Jean Pfaelzer, professor of English with appointments in the Women’s Studies and East Asian programs, has been awarded a Senior Fulbright in
Holland for spring 2011. Hosted by the American studies program at the
University of Utrecht, she will teach seminars on Asian American culture and
19th-century women authors. She also will use Dutch archives, from diaries to
court and maritime records, to complete her research on Muted
Mutinies, a study
of slave rebellions on ships transporting kidnapped “coolies” from China to work on Caribbean sugar plantations.
David Pong, professor of history, received a 2009–2010 Fulbright Scholar grant to lecture at the Chinese University of Hong Kong
and to serve as a consultant for the reform of Hong Kong’s higher education system. He worked part- time with the Hong Kong General
Education Initiative, which consists of six other academic members and
university administrators from the United States. The group, known as “Team Fulbright,” is studying general educa-tion issues, especially the transition of the region’s seven universities from three-year colleges to four-year colleges in 2012.
Susan Strasser, Richards Professor of History, won a Fulbright appointment as a senior lecturer in history at the Free University of Berlin for spring 2011. She will join the Free University’s John F. Kennedy Institute for North American Studies, where she will teach graduate and undergraduate courses in American consumer culture and in global and American environmental history, her specialties. She will also deliver talks to academic and public audiences on subjects drawn from her new book project, A Historical Herbal: Household Medicine in a Developing Consumer Culture.
Stuart Binder-Macleod, Edward L. Ratledge Professor and chairperson of UD’s Department of Physical Therapy, received the 2010 John H. P. Maley Award for Outstanding Contributions to Leadership in Research by the American Physical Therapy Association (APTA).
The selection marked the second year in a row that a UD physical therapy faculty member has received the award. Lynn Snyder-Mackler, Alumni Distinguished Professor of Physical Therapy, won the award last year, making UD the first university to have two recipients.
Binder-Macleod is internationally known for his research on muscle physiology and electrical stimulation. He and his colleagues in physical therapy and mechanical engineering developed an innovative technique to help people who have had strokes improve their walking. Known as FastFES, the treatment combines two interventions: treadmill walking at precise speeds designed to maximize walking efficiency, and functional electrical stimulation (FES) of leg muscles during treadmill walking to strengthen weak muscles and improve gait mechanics.

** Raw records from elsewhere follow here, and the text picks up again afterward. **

//! Kernel executable invocation for perfsweep.
//!
//! A [`KernelInvoker`] turns one `(device, shape)` pair into either a
//! throughput or an [`InvocationFailure`]. [`ProcessInvoker`] is the real
//! implementation: it launches the device's executable as a child process,
//! reads the single elapsed-time line it prints and converts it with the
//! device's [`perfsweep_model::TimeUnit`].

pub mod cancel;
pub mod error;
pub mod registry;
pub mod runtime;

pub use cancel::*;
pub use error::*;
pub use registry::*;
pub use runtime::*;
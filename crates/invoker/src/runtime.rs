//! Child-process kernel invocation.

use crate::cancel::CancellationToken;
use crate::error::{InvocationError, InvocationFailure};
use perfsweep_model::{metrics, ConfigError, Device, ProblemShape, Throughput};
use std::io::{BufRead, BufReader};
use std::process::{Child, Command, ExitStatus, Stdio};
use std::sync::mpsc::{self, Receiver, RecvTimeoutError};
use std::thread;
use std::time::{Duration, Instant};
use tracing::{debug, error, warn};

pub type InvocationResult = Result<Throughput, InvocationFailure>;

/// Produces one throughput measurement for one problem shape on one device.
pub trait KernelInvoker {
    fn invoke(&self, device: &Device, shape: ProblemShape) -> InvocationResult;
}

impl<T: KernelInvoker + ?Sized> KernelInvoker for &T {
    fn invoke(&self, device: &Device, shape: ProblemShape) -> InvocationResult {
        (**self).invoke(device, shape)
    }
}

#[derive(Debug, Clone)]
pub struct InvokerOptions {
    /// Upper bound on a single launch, from spawn to exit. `None` waits
    /// for as long as the kernel takes.
    pub per_invocation_timeout: Option<Duration>,
    /// How often a blocked wait checks for cancellation and the deadline.
    pub poll_interval: Duration,
}

impl Default for InvokerOptions {
    fn default() -> Self {
        Self {
            per_invocation_timeout: None,
            poll_interval: Duration::from_millis(10),
        }
    }
}

impl InvokerOptions {
    pub fn with_timeout(mut self, timeout: Duration) -> Self {
        self.per_invocation_timeout = Some(timeout);
        self
    }

    pub fn validate(&self) -> Result<(), ConfigError> {
        if self.per_invocation_timeout == Some(Duration::ZERO) {
            return Err(ConfigError::ZeroDuration("per_invocation_timeout"));
        }
        if self.poll_interval.is_zero() {
            return Err(ConfigError::ZeroDuration("poll_interval"));
        }
        Ok(())
    }
}

/// Launches `<executable> <m> <n> <k>` and reads the elapsed time it prints.
#[derive(Debug, Clone, Default)]
pub struct ProcessInvoker {
    options: InvokerOptions,
    cancel: CancellationToken,
}

impl ProcessInvoker {
    pub fn new(options: InvokerOptions) -> Self {
        Self {
            options,
            cancel: CancellationToken::new(),
        }
    }

    pub fn with_cancellation(mut self, cancel: CancellationToken) -> Self {
        self.cancel = cancel;
        self
    }

    /// Runs the executable once and returns the raw value it reported, in the
    /// device's time unit.
    pub fn measure(&self, device: &Device, shape: &ProblemShape) -> Result<f64, InvocationError> {
        self.launch(device, shape).map_err(|err| self.attribute_cancellation(err))
    }

    fn launch(&self, device: &Device, shape: &ProblemShape) -> Result<f64, InvocationError> {
        if self.cancel.is_cancelled() {
            return Err(InvocationError::Cancelled);
        }

        let deadline = self
            .options
            .per_invocation_timeout
            .map(|timeout| Instant::now() + timeout);

        let mut command = Command::new(&device.executable);
        command
            .args(shape.args())
            .stdin(Stdio::null())
            .stdout(Stdio::piped())
            .stderr(Stdio::inherit());
        // Own process group: a terminal Ctrl-C reaches only the harness, and
        // terminate() can reach anything the kernel forked.
        #[cfg(unix)]
        std::os::unix::process::CommandExt::process_group(&mut command, 0);

        let mut child = command
            .spawn()
            .map_err(|source| InvocationError::Spawn { source })?;

        let Some(stdout) = child.stdout.take() else {
            terminate(&mut child);
            return Err(InvocationError::NoOutput);
        };

        // The reader thread owns the pipe so the wait below can observe the
        // deadline and the cancellation token.
        let (tx, rx) = mpsc::channel();
        let reader = thread::spawn(move || {
            let _ = tx.send(read_single_line(BufReader::new(stdout)));
        });

        let outcome = self.await_line(&rx, deadline).and_then(|line| {
            let status = self.await_exit(&mut child, deadline)?;
            Ok((line, status))
        });
        if outcome.is_err() {
            terminate(&mut child);
        }
        // Every writer end is gone once the group is killed, so this returns.
        let _ = reader.join();

        let (line, status) = outcome?;
        if !status.success() {
            return Err(InvocationError::ExitStatus { status });
        }

        parse_elapsed(&line)
    }

    /// A kernel that dies because the run is being interrupted reports
    /// whatever its death looked like; the token says what actually happened.
    fn attribute_cancellation(&self, err: InvocationError) -> InvocationError {
        if self.cancel.is_cancelled() {
            InvocationError::Cancelled
        } else {
            err
        }
    }

    fn await_line(
        &self,
        rx: &Receiver<Result<String, InvocationError>>,
        deadline: Option<Instant>,
    ) -> Result<String, InvocationError> {
        loop {
            let wait = self.next_wait(deadline)?;
            match rx.recv_timeout(wait) {
                Ok(result) => return result,
                Err(RecvTimeoutError::Timeout) => continue,
                Err(RecvTimeoutError::Disconnected) => return Err(InvocationError::NoOutput),
            }
        }
    }

    fn await_exit(
        &self,
        child: &mut Child,
        deadline: Option<Instant>,
    ) -> Result<ExitStatus, InvocationError> {
        loop {
            if let Some(status) = child
                .try_wait()
                .map_err(|source| InvocationError::Read { source })?
            {
                return Ok(status);
            }
            thread::sleep(self.next_wait(deadline)?);
        }
    }

    fn next_wait(&self, deadline: Option<Instant>) -> Result<Duration, InvocationError> {
        if self.cancel.is_cancelled() {
            return Err(InvocationError::Cancelled);
        }
        let Some(deadline) = deadline else {
            return Ok(self.options.poll_interval);
        };
        let now = Instant::now();
        if now >= deadline {
            return Err(InvocationError::TimedOut {
                after: self.options.per_invocation_timeout.unwrap_or_default(),
            });
        }
        Ok((deadline - now).min(self.options.poll_interval))
    }
}

impl KernelInvoker for ProcessInvoker {
    fn invoke(&self, device: &Device, shape: ProblemShape) -> InvocationResult {
        debug!(
            device = %device.name,
            executable = %device.executable.display(),
            m = shape.m(),
            n = shape.n(),
            k = shape.k(),
            "launching kernel"
        );

        let outcome = self.measure(device, &shape).and_then(|raw| {
            let seconds = device.time_unit.to_seconds(raw);
            metrics::throughput(&shape, seconds)
                .map_err(|_| InvocationError::NonPositiveTime { value: raw })
        });

        outcome.map_err(|error| {
            let failure = InvocationFailure {
                device: device.name.clone(),
                executable: device.executable.clone(),
                shape,
                error,
            };
            if failure.is_cancelled() {
                warn!(device = %failure.device, m = shape.m(), n = shape.n(), k = shape.k(), "kernel invocation cancelled");
            } else {
                error!(
                    device = %failure.device,
                    executable = %failure.executable.display(),
                    m = shape.m(),
                    n = shape.n(),
                    k = shape.k(),
                    error = %failure.error,
                    "kernel invocation failed"
                );
            }
            failure
        })
    }
}

/// Kills the kernel together with its process group and reaps it.
fn terminate(child: &mut Child) {
    #[cfg(unix)]
    {
        if let Ok(group) = libc::pid_t::try_from(child.id()) {
            // SAFETY: kill(2) takes no pointers. The child is not reaped yet,
            // so its pid still names the group it leads.
            unsafe {
                libc::kill(-group, libc::SIGKILL);
            }
        }
    }
    let _ = child.kill();
    let _ = child.wait();
}

/// Reads the first line and requires the rest of the stream to be blank.
fn read_single_line<R: BufRead>(mut reader: R) -> Result<String, InvocationError> {
    let mut first = String::new();
    let read = reader
        .read_line(&mut first)
        .map_err(|source| InvocationError::Read { source })?;
    if read == 0 {
        return Err(InvocationError::NoOutput);
    }

    for line in reader.lines() {
        let line = line.map_err(|source| InvocationError::Read { source })?;
        if !line.trim().is_empty() {
            return Err(InvocationError::ExtraOutput { line });
        }
    }

    Ok(first.trim().to_string())
}

fn parse_elapsed(line: &str) -> Result<f64, InvocationError> {
    let value: f64 = line
        .trim()
        .parse()
        .map_err(|source| InvocationError::NotNumeric {
            line: line.to_string(),
            source,
        })?;
    if !value.is_finite() || value <= 0.0 {
        return Err(InvocationError::NonPositiveTime { value });
    }
    Ok(value)
}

Assistant professors John Cavazos and Stephen F. Siegel, both in the Department of Computer and Information Sciences, and Zhihao Zhuang in the Department of Chemistry and Biochemistry are winners of the National Science Foundation’s Faculty Early Career Development Award. The prestigious award supports faculty early in their careers who exemplify the role of teacher-scholars.
Cavazos is using his $416,709 grant to develop adaptive compilers for multi-core computer environments, freeing software developers from laborious hand-tuning of compilers and helping machines make fuller use of their performance capabilities. Compilers translate applications written by developers into the code that executes on the computer, and they transform, or optimize, applications so they run more efficiently.
Siegel’s $412,000 grant is for researching the accuracy of scientific software.
“We know that most software is very ‘buggy,’ and the software written and used by scientists is no different in that regard,” Siegel says. “Defective software can lead to inaccurate results, invalid conclusions, and in
the worst case, loss of life.”
Zhuang’s five-year, $783,000 award supports an integrated research and outreach program focusing on the development of new chemical methods that efficiently bond ubiquitin, the so-called “kiss of death” protein, to proliferating cell nuclear antigen (PCNA), a key protein in DNA replication and repair. He is exploring at the molec-ular level how cells bypass damaged DNA in a process called translesion synthesis.